I say this because in Lyme we have a known pathogen. We know in large measure how it acts in acute stage. We have many studies that demonstrate how it behaves and reacts in vitro, and we can speculate and debate and slip into polemics over what happens once the disease enters humans and disseminates. That is, we can try to draw inferences from in vitro studies into how the bacteria can morph and survive not only our immune system, but frequently any abx barrage we fire at them; or, if you incline toward the IDSA camp, reflect that in vitro studies demonstrate fairly conclusively that tetracyclines will pretty much eradicate any viable spirochete.
This is where things really gets unwieldy, imo. Because regardless of school, BOTH sides agree that many sick people emerge post-treatment. (Although one group believes far more remain sick than the other is willing to acknowledge) So, one side without Bb, one side with Bb.

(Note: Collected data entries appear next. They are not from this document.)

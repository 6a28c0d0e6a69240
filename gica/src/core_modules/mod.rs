pub mod activation_map;
pub mod aggregate;
pub mod cache;
pub mod channel_set;
pub mod correlation;
pub mod pairs;
pub mod plane;
pub mod region;
pub mod sampling;
pub mod utils;
// THEORY:
// The `IntensityPlane` is the most fundamental unit of the engine. It is a "dumb"
// data container for one channel of an image: a width, a height and a flattened
// row-major buffer of intensities. Whatever the source bit depth (8-bit, 16-bit or
// float), values are coerced to `f32` once, on the way in, so every later stage
// works on a single numeric type.
//
// Key principles:
// 1) Single-channel scope: a plane knows nothing about other channels. Combining
//    channels is the job of `ChannelSet`.
// 2) Grayscale only: colour images are rejected here. Splitting an RGB image into
//    planes is a collaborator concern, offered as the separate `split_channels`
//    helper so a caller has to ask for it.
// 3) Summary statistics (mean, unbiased variance) are the only computations a
//    plane performs on itself; they feed the adaptive threshold.

pub mod plane {
    use crate::error::{GicaError, GicaResult};
    use image::{DynamicImage, GrayImage, ImageBuffer, Luma};

    pub type Intensity = f32;

    /// A single grayscale channel, coerced to floating point.
    #[derive(Debug, Clone, PartialEq)]
    pub struct IntensityPlane {
        width: usize,
        height: usize,
        /// Row-major intensities, `width * height` entries.
        data: Vec<Intensity>,
    }

    impl IntensityPlane {
        pub fn new(width: usize, height: usize, data: Vec<Intensity>) -> GicaResult<Self> {
            if data.len() != width * height {
                return Err(GicaError::invalid(
                    "data",
                    format!(
                        "{} values supplied for a {}x{} plane",
                        data.len(),
                        width,
                        height
                    ),
                ));
            }
            Ok(Self {
                width,
                height,
                data,
            })
        }

        /// Builds a plane by evaluating `f(x, y)` for every pixel.
        pub fn from_fn(
            width: usize,
            height: usize,
            mut f: impl FnMut(usize, usize) -> Intensity,
        ) -> Self {
            let mut data = Vec::with_capacity(width * height);
            for y in 0..height {
                for x in 0..width {
                    data.push(f(x, y));
                }
            }
            Self {
                width,
                height,
                data,
            }
        }

        /// Accepts the grayscale variants of `DynamicImage` only.
        pub fn from_dynamic(image: &DynamicImage) -> GicaResult<Self> {
            match image {
                DynamicImage::ImageLuma8(buffer) => Ok(Self::from(buffer)),
                DynamicImage::ImageLuma16(buffer) => Ok(Self::from(buffer)),
                other => Err(GicaError::UnsupportedFormat(format!(
                    "{:?}; only 8/16-bit grayscale planes are accepted",
                    other.color()
                ))),
            }
        }

        pub fn width(&self) -> usize {
            self.width
        }

        pub fn height(&self) -> usize {
            self.height
        }

        pub fn len(&self) -> usize {
            self.data.len()
        }

        pub fn is_empty(&self) -> bool {
            self.data.is_empty()
        }

        pub fn pixels(&self) -> &[Intensity] {
            &self.data
        }

        pub fn get(&self, x: usize, y: usize) -> Intensity {
            self.data[y * self.width + x]
        }

        /// Mean intensity, accumulated in `f64`.
        pub fn mean(&self) -> f64 {
            if self.data.is_empty() {
                return 0.0;
            }
            self.data.iter().map(|&v| v as f64).sum::<f64>() / self.data.len() as f64
        }

        /// Unbiased variance (divides by n - 1). Requires at least two pixels.
        pub fn variance(&self, mean: f64) -> GicaResult<f64> {
            let n = self.data.len();
            if n < 2 {
                return Err(GicaError::DegeneratePlane { pixels: n });
            }
            let sum_sq: f64 = self
                .data
                .iter()
                .map(|&v| (v as f64 - mean).powi(2))
                .sum();
            Ok(sum_sq / (n - 1) as f64)
        }
    }

    impl From<&GrayImage> for IntensityPlane {
        fn from(buffer: &GrayImage) -> Self {
            Self {
                width: buffer.width() as usize,
                height: buffer.height() as usize,
                data: buffer.as_raw().iter().map(|&v| v as Intensity).collect(),
            }
        }
    }

    impl From<&ImageBuffer<Luma<u16>, Vec<u16>>> for IntensityPlane {
        fn from(buffer: &ImageBuffer<Luma<u16>, Vec<u16>>) -> Self {
            Self {
                width: buffer.width() as usize,
                height: buffer.height() as usize,
                data: buffer.as_raw().iter().map(|&v| v as Intensity).collect(),
            }
        }
    }

    impl From<&ImageBuffer<Luma<f32>, Vec<f32>>> for IntensityPlane {
        fn from(buffer: &ImageBuffer<Luma<f32>, Vec<f32>>) -> Self {
            Self {
                width: buffer.width() as usize,
                height: buffer.height() as usize,
                data: buffer.as_raw().clone(),
            }
        }
    }

    /// Splits an image into grayscale planes: one plane for grayscale input, the
    /// red, green and blue planes for colour input. Alpha is dropped.
    pub fn split_channels(image: &DynamicImage) -> GicaResult<Vec<IntensityPlane>> {
        match image {
            DynamicImage::ImageLuma8(_) | DynamicImage::ImageLuma16(_) => {
                Ok(vec![IntensityPlane::from_dynamic(image)?])
            }
            DynamicImage::ImageLumaA8(_) => Ok(vec![IntensityPlane::from(&image.to_luma8())]),
            DynamicImage::ImageLumaA16(_) => Ok(vec![IntensityPlane::from(&image.to_luma16())]),
            DynamicImage::ImageRgb8(_) | DynamicImage::ImageRgba8(_) => {
                let rgb = image.to_rgb8();
                Ok(split_rgb(rgb.width(), rgb.height(), rgb.as_raw(), |v| {
                    v as Intensity
                }))
            }
            DynamicImage::ImageRgb16(_) | DynamicImage::ImageRgba16(_) => {
                let rgb = image.to_rgb16();
                Ok(split_rgb(rgb.width(), rgb.height(), rgb.as_raw(), |v| {
                    v as Intensity
                }))
            }
            DynamicImage::ImageRgb32F(_) | DynamicImage::ImageRgba32F(_) => {
                let rgb = image.to_rgb32f();
                Ok(split_rgb(rgb.width(), rgb.height(), rgb.as_raw(), |v| v))
            }
            other => Err(GicaError::UnsupportedFormat(format!("{:?}", other.color()))),
        }
    }

    fn split_rgb<T: Copy>(
        width: u32,
        height: u32,
        raw: &[T],
        convert: impl Fn(T) -> Intensity,
    ) -> Vec<IntensityPlane> {
        let (width, height) = (width as usize, height as usize);
        (0..3)
            .map(|channel| IntensityPlane {
                width,
                height,
                data: raw.chunks(3).map(|px| convert(px[channel])).collect(),
            })
            .collect()
    }
}

#[cfg(test)]
mod tests {
    use super::plane::*;
    use image::{DynamicImage, GrayImage, Luma, Rgb, RgbImage};

    #[test]
    fn statistics_use_unbiased_variance() {
        let plane = IntensityPlane::new(2, 2, vec![1.0, 2.0, 3.0, 4.0]).unwrap();
        let mean = plane.mean();
        assert_eq!(mean, 2.5);
        // sum of squared deviations = 5.0, divided by n - 1 = 3
        assert!((plane.variance(mean).unwrap() - 5.0 / 3.0).abs() < 1e-12);
    }

    #[test]
    fn single_pixel_plane_has_no_variance() {
        let plane = IntensityPlane::new(1, 1, vec![7.0]).unwrap();
        assert_eq!(
            plane.variance(plane.mean()),
            Err(crate::error::GicaError::DegeneratePlane { pixels: 1 })
        );
    }

    #[test]
    fn mismatched_buffer_is_rejected() {
        assert!(IntensityPlane::new(3, 3, vec![0.0; 8]).is_err());
    }

    #[test]
    fn gray_image_is_coerced_to_float() {
        let img = GrayImage::from_fn(3, 2, |x, y| Luma([(x + 10 * y) as u8]));
        let plane = IntensityPlane::from(&img);
        assert_eq!(plane.width(), 3);
        assert_eq!(plane.height(), 2);
        assert_eq!(plane.get(2, 1), 12.0);
    }

    #[test]
    fn colour_image_is_rejected_but_can_be_split() {
        let img = DynamicImage::ImageRgb8(RgbImage::from_pixel(4, 4, Rgb([10, 20, 30])));
        assert!(matches!(
            IntensityPlane::from_dynamic(&img),
            Err(crate::error::GicaError::UnsupportedFormat(_))
        ));

        let planes = split_channels(&img).unwrap();
        assert_eq!(planes.len(), 3);
        assert_eq!(planes[0].get(1, 1), 10.0);
        assert_eq!(planes[1].get(1, 1), 20.0);
        assert_eq!(planes[2].get(1, 1), 30.0);
    }
}
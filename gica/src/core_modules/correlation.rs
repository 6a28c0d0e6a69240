// THEORY:
// The correlation estimators measure how strongly two maps co-vary over an area.
// They never correlate pixels one-to-one. Instead they build "super-samples":
// each super-sample is the sum of many map values drawn at random (with
// replacement) from the area, using the *same* drawn pixel index for both maps so
// the pairing that carries the covariance is preserved. The correlation is then
// taken over a small set of super-samples:
//
//     corr = sum((a_i - a_mean) * (b_i - b_mean))
//            / sqrt(sum((a_i - a_mean)^2) * sum((b_i - b_mean)^2))
//
// If either sum of squares is below `DEGENERATE_VARIANCE` the correlation is
// defined as 0, so uniform areas never produce NaN or infinity.
//
// Two variants exist:
// 1.  **Bootstrap** (`bootstrap_correlation`): used for region measurements.
//     Repeats the estimate `bootstrap_count` times so the spread of the results
//     gives an error estimate. Region values are linearised once up front.
// 2.  **Dense** (`dense_correlation`): used by the topology scan, once per pixel
//     per map pair. It works on pre-gathered window buffers and caller-owned
//     scratch, allocates nothing, and also returns the raw covariance numerator
//     for the "absolute" topology channel.

use crate::core_modules::activation_map::{Cell, MapView};
use crate::core_modules::region::Region;
use crate::core_modules::sampling::UniformDraw;
use crate::error::{GicaError, GicaResult};

/// Sums of squares below this value are treated as zero variance.
pub const DEGENERATE_VARIANCE: f64 = 1e-3;

/// Result of one correlation estimate.
#[derive(Debug, Clone, Copy, PartialEq, Default)]
pub struct CorrelationSample {
    /// Normalised correlation in [-1, 1], or 0 for degenerate input.
    pub normalized: f64,
    /// Unnormalised covariance numerator.
    pub covariance: f64,
}

/// Parameters of the bootstrap estimator.
#[derive(Debug, Clone, Copy, PartialEq)]
pub struct BootstrapParams {
    /// Fraction of the region drawn into each super-sample, in (0, 1].
    pub sample_fraction: f64,
    /// Number of super-samples per correlation estimate.
    pub stat_count: usize,
    /// Number of bootstrap repetitions.
    pub bootstrap_count: usize,
}

/// Reusable buffers for super-sample sums.
#[derive(Debug, Clone, Default)]
pub struct CorrelationScratch {
    sums_a: Vec<f64>,
    sums_b: Vec<f64>,
}

impl CorrelationScratch {
    pub fn with_capacity(stat_count: usize) -> Self {
        Self {
            sums_a: Vec::with_capacity(stat_count),
            sums_b: Vec::with_capacity(stat_count),
        }
    }

    fn reset(&mut self, stat_count: usize) {
        self.sums_a.clear();
        self.sums_a.resize(stat_count, 0.0);
        self.sums_b.clear();
        self.sums_b.resize(stat_count, 0.0);
    }
}

pub mod correlation {
    use super::*;

    /// Correlation of two equally long series of super-sample sums.
    pub fn correlate_sums(a: &[f64], b: &[f64]) -> CorrelationSample {
        let n = a.len().min(b.len());
        if n == 0 {
            return CorrelationSample::default();
        }
        let mean_a = a[..n].iter().sum::<f64>() / n as f64;
        let mean_b = b[..n].iter().sum::<f64>() / n as f64;

        let mut covariance = 0.0;
        let mut var_a = 0.0;
        let mut var_b = 0.0;
        for (&ai, &bi) in a[..n].iter().zip(&b[..n]) {
            let da = ai - mean_a;
            let db = bi - mean_b;
            covariance += da * db;
            var_a += da * da;
            var_b += db * db;
        }

        let normalized = if var_a.abs() > DEGENERATE_VARIANCE && var_b.abs() > DEGENERATE_VARIANCE
        {
            covariance / (var_a.sqrt() * var_b.sqrt())
        } else {
            0.0
        };
        CorrelationSample {
            normalized,
            covariance,
        }
    }

    /// Draws `stat_count` paired super-samples of `draws_per_sample` values each
    /// from the two value buffers and correlates them.
    pub fn paired_super_samples(
        values_a: &[Cell],
        values_b: &[Cell],
        stat_count: usize,
        draws_per_sample: usize,
        draw: &mut impl UniformDraw,
        scratch: &mut CorrelationScratch,
    ) -> CorrelationSample {
        let len = values_a.len().min(values_b.len());
        scratch.reset(stat_count);
        if len == 0 {
            return CorrelationSample::default();
        }
        for i in 0..stat_count {
            let mut sum_a = 0u64;
            let mut sum_b = 0u64;
            for _ in 0..draws_per_sample {
                let pos = draw.next_index(len);
                sum_a += u64::from(values_a[pos]);
                sum_b += u64::from(values_b[pos]);
            }
            scratch.sums_a[i] = sum_a as f64;
            scratch.sums_b[i] = sum_b as f64;
        }
        correlate_sums(&scratch.sums_a, &scratch.sums_b)
    }

    /// Bootstrap estimate over a region: returns `bootstrap_count` normalised
    /// correlations between `a` and `b`.
    pub fn bootstrap_correlation(
        a: &dyn MapView,
        b: &dyn MapView,
        region: &Region,
        params: &BootstrapParams,
        draw: &mut impl UniformDraw,
    ) -> GicaResult<Vec<f64>> {
        if a.width() != b.width() || a.height() != b.height() {
            return Err(GicaError::DimensionMismatch {
                index: 1,
                width: b.width(),
                height: b.height(),
                expected_width: a.width(),
                expected_height: a.height(),
            });
        }
        region.validate_within(a.width(), a.height())?;
        if !(params.sample_fraction > 0.0 && params.sample_fraction <= 1.0) {
            return Err(GicaError::invalid(
                "sample_fraction",
                format!("{} is outside (0, 1]", params.sample_fraction),
            ));
        }

        let (cells_a, cells_b) = (a.cells(), b.cells());
        let values_a: Vec<Cell> = region.indices(a.width()).map(|i| cells_a[i]).collect();
        let values_b: Vec<Cell> = region.indices(b.width()).map(|i| cells_b[i]).collect();
        let draws_per_sample = (params.sample_fraction * region.area() as f64) as usize;

        let mut scratch = CorrelationScratch::with_capacity(params.stat_count);
        Ok((0..params.bootstrap_count)
            .map(|_| {
                paired_super_samples(
                    &values_a,
                    &values_b,
                    params.stat_count,
                    draws_per_sample,
                    draw,
                    &mut scratch,
                )
                .normalized
            })
            .collect())
    }

    /// Dense single-pass estimate over two gathered windows: `n` super-samples of
    /// `n` draws each.
    #[inline]
    pub fn dense_correlation(
        window_a: &[Cell],
        window_b: &[Cell],
        n: usize,
        draw: &mut impl UniformDraw,
        scratch: &mut CorrelationScratch,
    ) -> CorrelationSample {
        paired_super_samples(window_a, window_b, n, n, draw, scratch)
    }

    /// Copies the `size x size` window with top-left corner (x, y) into `out`.
    #[inline]
    pub fn gather_window(map: &dyn MapView, x: usize, y: usize, size: usize, out: &mut Vec<Cell>) {
        out.clear();
        let cells = map.cells();
        let width = map.width();
        for row in y..y + size {
            let start = row * width + x;
            out.extend_from_slice(&cells[start..start + size]);
        }
    }
}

But both agree a certain amount of Lyme patients don't recover. So, I think where msf and I concur is that because we have a known causative agent - borrelia - and a known end result - either abx refractory Lyme or, for all intents and purposes, ME/CFS - then the NEXT step is obvious and irrespective of camp. The next step is to explore and qualify the end result in all of these people who continue with symptoms and continue to degenerate post-treatment. To accurately characterize their condition and to attempt to provide meaningful therapies.
This seems a pretty straight forward theory: Lyme sometimes results in ME/CFS. Accordingly, if Lyme is in your research purview, you follow that relationship where ever it may take you, and you explore it, and you reveal both its overt manifestations and its slightest nuances. If Lyme is your responsibility, so too is late stage Lyme, and chronic Lyme - and that portion of ME/CFS cases that is caused by the Lyme agent.
Only, this is not happening, at least not in the US. In fact, the opposite seems true. Many vested with the responsibility of characterizing what some call chronic Lyme or PTLDS, others Late Stage Disseminated Lyme, are, for whatever reasons/incentives, downplaying the severity of the symptom clusters reported to them - downplaying their number, downplaying their intensity, and marginalizing their importance (and in doing so, marginalizing the patients).
This is a small number of very influential researchers and clinicians, but their collective bottle-necking efforts are substantive. They are effective, too.
So much so, that this obvious approach to following the disease from a colony of Bb nestled in a tick's midgut, through latching onto a human host, through the various stages of Lyme, and into what may be ME/CFS... Just doggedly following that trail and uncovering the mechanisms at play... And gauging the extent and validity of that relationship... Seems to have been stopped in its tracks.